News media actively create needs and wants for audiences, partly by promotion of their products and partly by agenda setting. But news organisations are capable of misreading their audiences. Sometimes decisions about what is of interest to the public are based on assumptions, guesswork and misinterpretation. Audiences tend to be more accepting of TV news coverage than their print counterparts. Its higher level of credibility is because of its pictures, which people accept as the truth despite the sophisticated editing process that goes on behind the scenes.
The television business is driven by ratings and advertisers generally support those media outlets whose target audiences have the power to buy their products. Because the interests of the majority of the audience are paramount concern to the media, it is likely significant parts of the population who may belong to minorities or who have unconventional tastes will be denied access to mainstream media.
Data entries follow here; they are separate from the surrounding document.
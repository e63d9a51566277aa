// ==========================================
// 仓储 ERP 后台 - 其他费用重分摊 API
// ==========================================
// 职责: 请求 → 引擎 → 结构化响应；提交时记录操作日志
// 约定:
//   - 输入校验失败 → { success: false, error }
//   - 无数据 → success + 零计数 + 说明
//   - 数据库故障 → ApiError 向上传播
// ==========================================

use crate::api::error::ApiResult;
use crate::config::{ConfigManager, EngineConfigReader};
use crate::domain::action_log::{ActionLog, ActionType};
use crate::domain::invoice::ChangeRow;
use crate::engine::{RedistributionEngine, RedistributionOutcome, RedistributionRequest};
use crate::repository::{ActionLogRepository, InvoiceRepository};
use serde::{Deserialize, Serialize};
use serde_json::json;
use std::sync::Arc;
use tracing::warn;

/// 重分摊 API 响应
#[derive(Debug, Clone, Serialize, Deserialize)]
pub struct RedistributionResponse {
    pub success: bool,
    #[serde(skip_serializing_if = "Option::is_none")]
    pub error: Option<String>,
    pub dry_run: bool,
    pub db: String,
    pub affected_trno_count: usize,
    pub updated_rows: usize,
    pub changes: Vec<ChangeRow>,
    pub notes: Vec<String>,
}

impl RedistributionResponse {
    pub fn failure(dry_run: bool, error: impl Into<String>) -> Self {
        Self {
            success: false,
            error: Some(error.into()),
            dry_run,
            db: String::new(),
            affected_trno_count: 0,
            updated_rows: 0,
            changes: Vec::new(),
            notes: Vec::new(),
        }
    }
}

impl From<RedistributionOutcome> for RedistributionResponse {
    fn from(outcome: RedistributionOutcome) -> Self {
        Self {
            success: true,
            error: None,
            dry_run: outcome.dry_run,
            db: outcome.db,
            affected_trno_count: outcome.affected_trno_count,
            updated_rows: outcome.updated_rows,
            changes: outcome.changes,
            notes: outcome.notes,
        }
    }
}

/// 其他费用重分摊 API
pub struct RedistributionApi {
    engine: RedistributionEngine<InvoiceRepository>,
    config: Arc<ConfigManager>,
    action_log_repo: Arc<ActionLogRepository>,
}

impl RedistributionApi {
    pub fn new(
        invoice_repo: Arc<InvoiceRepository>,
        config: Arc<ConfigManager>,
        action_log_repo: Arc<ActionLogRepository>,
    ) -> Self {
        Self {
            engine: RedistributionEngine::new(invoice_repo),
            config,
            action_log_repo,
        }
    }

    /// 执行重分摊
    pub async fn run(&self, request: &RedistributionRequest, actor: &str) -> ApiResult<RedistributionResponse> {
        let schemas = self.config.get_schema_settings().await?;

        let outcome = match self.engine.run(request, &schemas) {
            Ok(outcome) => outcome,
            Err(e) if e.is_validation() => {
                warn!(error = %e, "重分摊请求校验失败");
                return Ok(RedistributionResponse::failure(request.dry_run, e.to_string()));
            }
            Err(e) => return Err(e.into()),
        };

        if !outcome.dry_run && outcome.affected_trno_count > 0 {
            let mut log = ActionLog::now(ActionType::OtherChargeRemove, actor);
            log.db = Some(outcome.db.clone());
            log.payload_json = Some(json!(request));
            log.impact_summary_json = Some(json!({
                "affected_trno_count": outcome.affected_trno_count,
                "updated_rows": outcome.updated_rows,
            }));
            log.detail = Some(format!(
                "{} ~ {} 清零其他费用 {} 张发票",
                request.start_date, request.end_date, outcome.affected_trno_count
            ));
            if let Err(e) = self.action_log_repo.insert(&log) {
                warn!(error = %e, "操作日志写入失败");
            }
        }

        Ok(outcome.into())
    }
}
News organisations have duties to the public which include providing information, education and enlightenment as well as occasionally advocating social and political change. There is an argument that the media should play an educational role rather than merely reflect interests, opinions and tastes. In this paradigm, the media becomes an instrument for social and political change. The media has an obligation not only to serve the needs of its audience but also to conduct systematic and ongoing inquiries about the nature of those needs. It is this watchdog function that most relies on objectivity and professional to support its stance. But it has also disrupted journalism’s traditional links with the public. The watchdog role sets up an adversary framework, pitting journalists against the judiciary, the executive, the parliament, and ultimately the public. The public become students to be educated by the media rather than participants in self-government.
But as argued elsewhere in this essay, the cosy relationship between journalists and their primary sources leaves the public out of the discourse. Meadows gives the example of the Australian Native Title Act of 1998 where journalists focussed entirely on Prime Minister Howard’s political machinations to get the act through parliament while totally ignoring the consequences of the Aboriginal people most affected by the act. No doubt the Canberra press corps would argue they were objective in their analysis of Wik. But it seems an imperfect and closeted summary of events. A better understanding of external reality would have been a useful aid to greater objectivity. Lee defined three types of reality: plain truth, verifiable realities and non-verifiable realities. Journalists need to be objective about all of these realities.
So what about the South Australian ombudsman who declared objectivity a myth? This essay has gone a long way to agreeing with Mary Beasley. Yet objectivity is not a myth. For one thing, a myth in its semiotic sense is culture-specific, changeable and unarticulated. Lee’s definition provides a framework that is culturally independent, permanent and textually expressed. More importantly, it reminds us that objectivity does not reside in the quality of the product but in the mode of performance. Whenever someone says of journalism “this is not objective”, that person assumes the possibility of objectivity. It is time again for objectivity to resume the rigorous role that Franklin and Lippman meant for it and not become a prescription for ritual.